Regularized origin ensemble with a beam prior for range verification in particle therapy with Compton-camera data

Objective. In particle therapy (PT), several methods are being investigated to help reduce range margins and identify deviations from the original treatment plan, such as prompt-gamma imaging with Compton cameras (CC). To reconstruct the images, the Origin Ensemble (OE) algorithm is commonly used. In the context of PT, artifacts and strong noise often affect CC images. To improve the ability of OE to identify range shifts, and also to enhance image quality, we propose to regularize OE using beam a-priori knowledge (beam prior). Approach.

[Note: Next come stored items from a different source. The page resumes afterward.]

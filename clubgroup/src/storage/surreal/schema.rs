//! Schema initialization for the SurrealDB group store

use crate::storage::errors::StorageError;
use surrealdb::{Connection, Surreal};

/// Table holding club groups
pub const GROUP_TABLE: &str = "club_group";

/// Table holding notifications written by the store-backed notifier
pub const NOTIFICATION_TABLE: &str = "notification";

/// Initialize tables, analyzer and indexes. Safe to run on every start.
pub async fn initialize_schema<C>(client: &Surreal<C>) -> Result<(), StorageError>
where
    C: Connection,
{
    // Search tokens are already folded; the analyzer only splits and guards case
    let analyzer_query = r#"
        DEFINE ANALYZER IF NOT EXISTS group_analyzer
            TOKENIZERS class, blank
            FILTERS lowercase, ascii
            COMMENT "Analyzer for normalized group search tokens";
    "#;

    let group_table_query = r#"
        DEFINE TABLE IF NOT EXISTS club_group SCHEMALESS
        COMMENT "Stores club sub-groups";

        DEFINE FIELD IF NOT EXISTS name ON club_group TYPE string;
        DEFINE FIELD IF NOT EXISTS search_token ON club_group TYPE string;
        DEFINE FIELD IF NOT EXISTS description ON club_group TYPE string;
        DEFINE FIELD IF NOT EXISTS photo ON club_group TYPE string;
        DEFINE FIELD IF NOT EXISTS members ON club_group TYPE array<object> DEFAULT [];
        DEFINE FIELD IF NOT EXISTS category ON club_group TYPE string DEFAULT "Default";
        DEFINE FIELD IF NOT EXISTS is_main ON club_group TYPE bool DEFAULT false;
        DEFINE FIELD IF NOT EXISTS club ON club_group TYPE string;
        DEFINE FIELD IF NOT EXISTS created_at ON club_group TYPE datetime DEFAULT time::now() READONLY;

        DEFINE INDEX IF NOT EXISTS club_group_club_idx ON club_group FIELDS club;
        DEFINE INDEX IF NOT EXISTS club_group_name_idx ON club_group FIELDS name;
        DEFINE INDEX IF NOT EXISTS club_group_created_at_idx ON club_group FIELDS created_at;

        DEFINE INDEX IF NOT EXISTS club_group_search_ft ON club_group
            FIELDS search_token
            SEARCH ANALYZER group_analyzer BM25
            COMMENT "Full-text search on the derived search token";
    "#;

    let notification_table_query = r#"
        DEFINE TABLE IF NOT EXISTS notification SCHEMALESS
        COMMENT "Stores user notifications";

        DEFINE FIELD IF NOT EXISTS content ON notification TYPE string;
        DEFINE FIELD IF NOT EXISTS link ON notification TYPE string;
        DEFINE FIELD IF NOT EXISTS user ON notification TYPE string;
        DEFINE FIELD IF NOT EXISTS created_at ON notification TYPE datetime DEFAULT time::now();

        DEFINE INDEX IF NOT EXISTS notification_user_idx ON notification FIELDS user;
    "#;

    execute_schema_query(client, analyzer_query, "group analyzer").await?;
    execute_schema_query(client, group_table_query, "club_group table").await?;
    execute_schema_query(client, notification_table_query, "notification table").await?;

    tracing::info!("Club group schema initialized");
    Ok(())
}

/// Execute a schema query and handle errors
async fn execute_schema_query<C>(
    client: &Surreal<C>,
    query: &str,
    description: &str,
) -> Result<(), StorageError>
where
    C: Connection,
{
    client
        .query(query)
        .await
        .map_err(|e| StorageError::Query(format!("Failed to create {}: {}", description, e)))?;

    tracing::debug!("Created {} successfully", description);
    Ok(())
}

We implemented the beam prior to OE using the class of Gibbs’ distribution functions. For evaluation, Monte-Carlo simulations of centered and off-center beams with therapeutic energies impinging on a PMMA target were conducted in GATE. To introduce range shifts, air layers were introduced into the target. In addition, the effect of a bone layer, closer to a realistic scenario, was investigated. OE with the beam prior (BP-OE) and conventional OE (reference) were compared using the spill-over-ratio (SOR) as well as shifts in the distal falloff in projections using cubic splines with Chebyshev nodes. Main results. BP-OE improved the shift estimates by up to 11% compared to conventional OE for centered and up to 250% with off-centered beams. BP-OE decreased the image noise level, improving the SOR significantly by up to 96%. Significance. BP-OE applied to CC data can improve shift estimations compared to conventional OE. The developed Gibbs-based regularization framework also allows further prior functions to be included into OE, for instance, smoothing or edge-preserving priors. BP-OE could be extended to PET-based range verification or multiple-beam scenarios.